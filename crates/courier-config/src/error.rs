use std::io;
use thiserror::Error;

/// Configuration error type.
#[derive(Debug, Error)]
pub enum ConfigError {
    /// Failed to read configuration file.
    #[error("Failed to read config file at {path}: {source}")]
    ReadError {
        /// Path to the config file that could not be read.
        path: String,
        /// Underlying I/O error.
        #[source]
        source: io::Error,
    },

    /// Failed to parse TOML configuration.
    #[error("Failed to parse config file at {path}: {source}")]
    ParseError {
        /// Path to the config file that failed to parse.
        path: String,
        /// Underlying TOML parse error.
        #[source]
        source: toml::de::Error,
    },

    /// Configuration validation failed.
    #[error("Validation error in field '{field}': {message}")]
    ValidationError {
        /// Field that failed validation.
        field: String,
        /// Validation failure description.
        message: String,
    },

    /// Environment variable error.
    #[error("Environment variable '{var_name}': {message}")]
    EnvError {
        /// Name of the environment variable.
        var_name: String,
        /// Error description.
        message: String,
    },
}

/// Result type for configuration operations.
pub type ConfigResult<T> = Result<T, ConfigError>;
#![deny(unsafe_code)]
#![warn(missing_docs)]
#![deny(clippy::all)]
#![warn(unreachable_pub)]
//! Layered configuration for the courier event bus.
//!
//! # Usage
//!
//! ```rust,no_run
//! use courier_config::Config;
//!
//! // defaults → courier.toml → COURIER_* env fallbacks
//! let config = Config::load(Some(std::path::Path::new("courier.toml"))).unwrap();
//! println!("replay capacity: {}", config.bus.replay_capacity);
//! ```
//!
//! # Configuration Precedence
//!
//! From highest to lowest priority:
//!
//! 1. **Config file** passed to [`Config::load`]
//! 2. **Environment variables** (`COURIER_*`), fallback only
//! 3. **Embedded defaults** (`defaults.toml` compiled into the binary)
//!
//! # Design
//!
//! This crate has **no dependencies on other courier crates**. Conversion
//! into bus settings happens in `courier-events` behind its `config`
//! feature.

/// Environment variable fallback resolution.
pub mod env;
/// Configuration error types.
pub mod error;
/// Configuration file loading.
pub mod loader;
/// Layered merging with source tracking.
pub mod merge;
/// Configuration struct definitions.
pub mod types;
/// Configuration validation rules.
pub mod validate;

use std::path::Path;

pub use error::{ConfigError, ConfigResult};
pub use loader::ResolvedConfig;
pub use merge::ConfigLayer;
pub use types::*;

impl Config {
    /// Load configuration: embedded defaults, then `path` (skipped if
    /// missing), then `COURIER_*` env fallbacks.
    ///
    /// # Errors
    ///
    /// Returns a [`ConfigError`] if the file is malformed, an env var is
    /// invalid, or the final configuration fails validation.
    pub fn load(path: Option<&Path>) -> ConfigResult<Self> {
        Self::load_resolved(path).map(|resolved| resolved.config)
    }

    /// Like [`Config::load`], but also reports where each field came from.
    ///
    /// # Errors
    ///
    /// Same as [`Config::load`].
    pub fn load_resolved(path: Option<&Path>) -> ConfigResult<ResolvedConfig> {
        loader::load(path, &env::collect_env_vars())
    }

    /// Load configuration from a single file (no layering).
    ///
    /// # Errors
    ///
    /// Returns a [`ConfigError`] if the file cannot be read, parsed, or fails
    /// validation.
    pub fn load_file(path: &Path) -> ConfigResult<Self> {
        loader::load_file(path)
    }

    /// Parse configuration from a TOML string. Missing keys take defaults.
    ///
    /// # Errors
    ///
    /// Returns a [`ConfigError`] if the string cannot be parsed or fails
    /// validation.
    pub fn from_toml_str(content: &str) -> ConfigResult<Self> {
        loader::parse_config(content, "<string>")
    }
}
//! Bounded history of the most recent events of one type.

use std::collections::VecDeque;

/// Largest up-front allocation for a replay buffer; bigger buffers grow on demand.
const PREALLOC_LIMIT: usize = 64;

/// FIFO buffer that keeps the last `capacity` events ("last R wins").
///
/// A capacity of zero disables replay: every appended event is evicted
/// immediately. The buffer has no locking of its own; the owning topic
/// serializes access to it.
#[derive(Debug, Clone)]
pub struct ReplayBuffer<E> {
    items: VecDeque<E>,
    capacity: usize,
}

impl<E> ReplayBuffer<E> {
    /// Create an empty buffer holding at most `capacity` events.
    #[must_use]
    pub fn new(capacity: usize) -> Self {
        Self {
            items: VecDeque::with_capacity(capacity.min(PREALLOC_LIMIT)),
            capacity,
        }
    }

    /// Append an event at the tail.
    ///
    /// Returns the event that fell out of the buffer, if any. With a zero
    /// capacity that is the appended event itself.
    pub fn append(&mut self, event: E) -> Option<E> {
        if self.capacity == 0 {
            return Some(event);
        }
        let evicted = if self.items.len() >= self.capacity {
            self.items.pop_front()
        } else {
            None
        };
        self.items.push_back(event);
        evicted
    }

    /// Iterate over the buffered events, oldest first.
    pub fn iter(&self) -> impl Iterator<Item = &E> {
        self.items.iter()
    }

    /// Number of buffered events.
    #[must_use]
    pub fn len(&self) -> usize {
        self.items.len()
    }

    /// Whether the buffer holds no events.
    #[must_use]
    pub fn is_empty(&self) -> bool {
        self.items.is_empty()
    }

    /// Maximum number of events retained.
    #[must_use]
    pub fn capacity(&self) -> usize {
        self.capacity
    }

    /// Drop every buffered event.
    pub fn clear(&mut self) {
        self.items.clear();
    }
}

impl<E: Clone> ReplayBuffer<E> {
    /// Copy of the buffered events in insertion order.
    #[must_use]
    pub fn snapshot(&self) -> Vec<E> {
        self.items.iter().cloned().collect()
    }
}

#[cfg(test)]
mod tests {
    use super::*;

    #[test]
    fn test_keeps_last_r_events() {
        let mut buffer = ReplayBuffer::new(2);
        assert_eq!(buffer.append(1), None);
        assert_eq!(buffer.append(2), None);
        assert_eq!(buffer.append(3), Some(1));
        assert_eq!(buffer.snapshot(), vec![2, 3]);
        assert_eq!(buffer.len(), 2);
    }

    #[test]
    fn test_zero_capacity_retains_nothing() {
        let mut buffer = ReplayBuffer::new(0);
        assert_eq!(buffer.append("a"), Some("a"));
        assert!(buffer.is_empty());
        assert!(buffer.snapshot().is_empty());
    }

    #[test]
    fn test_eviction_order_is_oldest_first() {
        let mut buffer = ReplayBuffer::new(3);
        let evicted: Vec<_> = (0..10).filter_map(|i| buffer.append(i)).collect();
        assert_eq!(evicted, (0..7).collect::<Vec<_>>());
        assert_eq!(buffer.snapshot(), vec![7, 8, 9]);
    }

    #[test]
    fn test_snapshot_does_not_drain() {
        let mut buffer = ReplayBuffer::new(4);
        buffer.append('x');
        let first = buffer.snapshot();
        let second = buffer.snapshot();
        assert_eq!(first, second);
        assert_eq!(buffer.len(), 1);
    }

    #[test]
    fn test_large_capacity_does_not_preallocate_everything() {
        let buffer: ReplayBuffer<u8> = ReplayBuffer::new(1_000_000);
        assert_eq!(buffer.capacity(), 1_000_000);
        assert!(buffer.is_empty());
    }

    #[test]
    fn test_clear() {
        let mut buffer = ReplayBuffer::new(2);
        buffer.append(1);
        buffer.clear();
        assert!(buffer.is_empty());
        assert_eq!(buffer.capacity(), 2);
    }
}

====

Output the lines above between the one holding "not be read." and the one holding "to parse config", inclusive, with nothing before or after them.

SOLUTION TO THE EXERCISE:
        /// Path to the config file that could not be read.
        path: String,
        /// Underlying I/O error.
        #[source]
        source: io::Error,
    },

    /// Failed to parse TOML configuration.
    #[error("Failed to parse config file at {path}: {source}")]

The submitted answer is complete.